If your environment is as follows:

  • Launching Alluxio FUSE in bare metal machine
  • Enough memory resources will be allocated to Alluxio FUSE container so that it will not be killed unexpectedly when memory usage (Fuse process memory + Fuse kernel cache) exceeds the configured container memory limit.

Then the recommendation is to use kernel metadata cache.

Kernel metadata cache is defined by the following FUSE mount options:

  • attr_timeout: Specifies the timeout in seconds for which file/directory metadata are cached. The default is 1.0 second.
  • entry_timeout: Specifies the timeout in seconds for which directory listing results are cached. The default is 1.0 second.

The timeout time can be enlarged via Fuse mount command:

$ bin/alluxio-fuse mount <under_storage_dataset> <mount_point> -o attr_timeout=600 -o entry_timeout=600 

Recommend to set the timeout values based on the following factors:

  • Memory resources. The longer the timeout, the more metadata may be cached by kernel which contributes to higher memory consumption. One can pre-decide how much memory to allocate to metadata kernel cache first. Monitor the actual memory consumption while setting a large enough timeout value. Then decide the timeout value suitable for the target memory usage.
  • Dataset in-use time. If the timeout value is bigger than the whole dataset in-use time and there are enough available memory resources, cache invalidation and refresh will not be triggered, thus the highest cache-hit ratio and best performance can be achieved.
  • Dataset size. Kernel metadata cache for a single file takes around 300 bytes (up to 1KB), 3GB (up to 10GB) for 10 million files. If the memory space needed for caching the metadata of the whole dataset is much smaller than the available memory resources, recommend setting the timeout to your dataset in-use time. Otherwise, you may need to trade-off between memory consumption and cache-hit ratio.

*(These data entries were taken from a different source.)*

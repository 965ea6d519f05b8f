use std::sync::Arc;

use anyhow::Context;
use blockeval_core::{
    resolve_api_key, BlockIter, DatasetSource, EvalError, Evaluator, GeminiClient,
    HubDatasetSource, JsonlDatasetSource, LlmClient, ModelConfig, TracingLlmClient,
};
use tracing::info;

use crate::cli::args::RunArgs;
use crate::exit_codes::SUCCESS;

fn dataset_source(args: &RunArgs) -> Box<dyn DatasetSource> {
    match &args.dataset_dir {
        Some(dir) => Box::new(JsonlDatasetSource::new(dir)),
        None => Box::new(HubDatasetSource::from_env(
            args.dataset.as_str(),
            args.dataset_config.as_str(),
        )),
    }
}

pub(crate) async fn run(args: RunArgs) -> anyhow::Result<i32> {
    // Credential problems must surface before any network traffic.
    let api_key = resolve_api_key(args.api_key.as_deref())?;

    let config = ModelConfig::from_env()
        .with_model(args.model.as_str())
        .with_api_key(api_key);
    let gemini = GeminiClient::new(config, args.block_size)?;
    let client: Arc<dyn LlmClient> = Arc::new(TracingLlmClient::new(Arc::new(gemini)));

    let source = dataset_source(&args);
    let limit = args.blocks.saturating_mul(args.block_size);
    info!(
        source = source.source_name(),
        split = %args.split,
        blocks = args.blocks,
        block_size = args.block_size,
        "loading dataset"
    );
    let dataset = source.load(&args.split, limit).await?;

    let mut blocks = BlockIter::new(&dataset, args.block_size, args.blocks).peekable();
    if blocks.peek().is_none() {
        return Err(EvalError::NoSamplesAvailable.into());
    }

    let summary = Evaluator::new(client, args.block_size)
        .evaluate(blocks)
        .await?;

    let rendered = serde_json::to_string_pretty(&summary)?;
    if let Some(path) = &args.output {
        std::fs::write(path, &rendered)
            .with_context(|| format!("failed to write summary to {}", path.display()))?;
    }
    println!("{rendered}");

    info!(
        accuracy = summary.accuracy,
        correct = summary.correct,
        total = summary.total_sentences,
        "run complete"
    );
    Ok(SUCCESS)
}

Note that, even a short period (e.g. timeout=60 or timeout=600) of kernel metadata cache may significantly improve the overall metadata read performance and/or data read performance. Test against your common workloads to find out the optimal value.

Local Userspace Metadata Cache Configuration

Userspace metadata cache can be enabled via

$ alluxio-fuse mount <under_storage_dataset> <mount_point> -o local_metadata_cache_size=<size> -o local_metadata_cache_expire=<timeout>

local_metadata_cache_size (Default = 20000 around 40MB memory): Maximum number of entries in the metadata cache. Each 1000 entries cause about 2MB memory. local_metadata_cache_expire (Default = not_set, which means never expire): Specify expire time for entries in the metadata cache

The metadata is cached in the AlluxioFuse Java process heap so make sure local_metadata_cache_size * 2KB * 2 < AlluxioFuse process maximum memory allocated. For example, if AlluxioFuse is launched with -Xmx=16GB and metadata cache can use up to 8GB memory, then local_metadata_cache_size should be smaller than 4 million.